O desinvestimento nas estruturas museológicas é fruto desta coligação. Chove dentro das bibliotecas e dos museus. Há falta de acessibilidades, telhas caídas, paredes cheias de humidade e estruturalmente inseguras. Há quadros de eletricidade em risco de incêndio. Funcionárias e funcionários cronicamente cansados, que recebem mal, vítimas de chefias impreparadas.

Quantos museus e bibliotecas terão os planos de segurança, obrigatórios, devidamente atualizados? Quais as instituições que contam com planos de emergência? Planos de conservação preventiva? Ou mesmo planos museológicos, ferramentas essenciais e totalmente ignoradas pela tutela em vigor?

Sandra Garcia galvaniza e reconhece o trabalho dos museus e das bibliotecas, mas não refere que o sucesso que é alcançado, tem sido feito à revelia da falta de condições que ela, e os seus antecessores, fizeram questão em garantir. Ainda nesse sentido, os três únicos projetos por ela destacados são obras de outrem. A “Joia Açoriana” e a “campanha de comunicação”, sobre inspiração advinda da visitação aos museus, são resultados de iniciativas internas, que para se concretizarem fizeram o caminho das pedras, recebendo pouco apoio político; ao passo que “Diário de Bordo”, de Duarte Chaves, apresentou resultados paupérrimos, por ele próprio anunciados, na sua derradeira entrevista enquanto diretor regional. Nem valerá a pena perguntar onde estão os resultados das iniciativas do património imaterial, supostamente comunicadas no final de 2023 e que, um ano depois, ainda não apresentaram conclusões.

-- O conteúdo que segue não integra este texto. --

//! Segment reconstruction: from raw m4s pieces to a playable MP4.
//!
//! The reconstructor byte-concatenates each stream's init segment and data
//! chunks into transient combined files, then drives FFmpeg once to remux
//! (or re-encode) them into the final container. The [`Ffmpeg`] trait is the
//! subprocess seam; [`SimulationFfmpeg`] stands in for it under test.

pub mod ffmpeg;
pub mod reconstructor;

use std::path::PathBuf;

pub use ffmpeg::{Ffmpeg, ProductionFfmpeg};
#[cfg(any(test, feature = "test-utils"))]
pub use ffmpeg::SimulationFfmpeg;
pub use reconstructor::SegmentReconstructor;

/// Reconstruction phases, reported in order for each job.
#[derive(Debug, Clone, Copy, PartialEq, Eq)]
pub enum Phase {
    /// Validating the job layout and locating segment files
    Extracting,
    /// Byte-concatenating init segments and chunks into combined streams
    Concatenating,
    /// Remuxing or re-encoding the combined streams into MP4
    Encoding,
}

impl std::fmt::Display for Phase {
    fn fmt(&self, f: &mut std::fmt::Formatter<'_>) -> std::fmt::Result {
        match self {
            Phase::Extracting => write!(f, "extracting"),
            Phase::Concatenating => write!(f, "concatenating"),
            Phase::Encoding => write!(f, "encoding"),
        }
    }
}

/// Why a job failed.
#[derive(Debug, Clone, PartialEq, Eq)]
pub enum FailReason {
    /// Required segment files missing; rejected before any subprocess ran
    InvalidLayout(String),
    /// The mux/encode step failed; carries captured diagnostics
    EncodeError(String),
}

impl std::fmt::Display for FailReason {
    fn fmt(&self, f: &mut std::fmt::Formatter<'_>) -> std::fmt::Result {
        match self {
            FailReason::InvalidLayout(reason) => write!(f, "invalid layout: {reason}"),
            FailReason::EncodeError(details) => write!(f, "encode error: {details}"),
        }
    }
}

/// Outcome of one reconstruction. Immutable once produced.
#[derive(Debug, Clone)]
pub enum JobResult {
    Success {
        output_path: PathBuf,
        output_size_bytes: u64,
    },
    Failed {
        reason: FailReason,
    },
    Cancelled,
}

impl JobResult {
    pub fn is_success(&self) -> bool {
        matches!(self, JobResult::Success { .. })
    }

    pub fn is_cancelled(&self) -> bool {
        matches!(self, JobResult::Cancelled)
    }
}

/// Errors inside the reconstruction pipeline.
///
/// These stay internal to a worker: the scheduler only ever sees them folded
/// into a [`JobResult`].
#[derive(Debug, thiserror::Error)]
pub enum ReconstructError {
    #[error("FFmpeg failed: {details}")]
    EncodeError { details: String },

    #[error("I/O error: {0}")]
    Io(#[from] std::io::Error),

    #[error("Cancelled")]
    Cancelled,
}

A reportagem do Açoriano Oriental termina, na segunda página dedicada à cultura, anunciando uma providência cautelar interposta ao concurso para o lugar de direção no Arquipélago – Centro de Artes Contemporâneas, o que terá levado a que o processo aguarde decisão judicial. Sandra Garcia não comenta o assunto de forma direta, o que é compreensível, dada a natureza do mesmo. Mas talvez seja de comentar o facto de este não ser o único concurso que aguarda decisões e desenvolvimentos dentro daquela direção regional.

Uma breve passagem pela Bolsa de Emprego Público nos Açores permite a qualquer Pessoa reconhecer que o património cultural aguarda chefia, pelo menos desde o começo de 2024. O concurso para aquela divisão foi aberto em janeiro, e está parado desde então, mesmo sem providências cautelares de que tenhamos conhecimento. Resta saber se a paragem se prende com o tempo que as senhoras responsáveis estão a demorar para escolher a dedo quem lá querem colocar. A julgar pelas escolhas já tomadas, noutros processos semelhantes na cultura, nada de bom virá de uma decisão tão demorada.

Até lá, a cultura regressa ao olhar do público, primeiro pela entrevista de Sofia Ribeiro, que não é honesta com os apoios aos agentes culturais, e agora pelo olhar de Sandra Garcia, mencionando resultados, enquanto esconde as infelizes realidades de quem lá trabalha, ao invés de quem a finge gerir.

Uma reentrada que espelha bem a permanência do desastre daquela direção regional, que já nem a podemos chamar de parente pobre. A cultura está é órfã.

Desengane-se quem considerar que tenho algo pessoal contra as sras. secretária e diretora. Tenho sim, contra as medidas políticas, dos últimos anos, que levaram à orfandade da Cultura.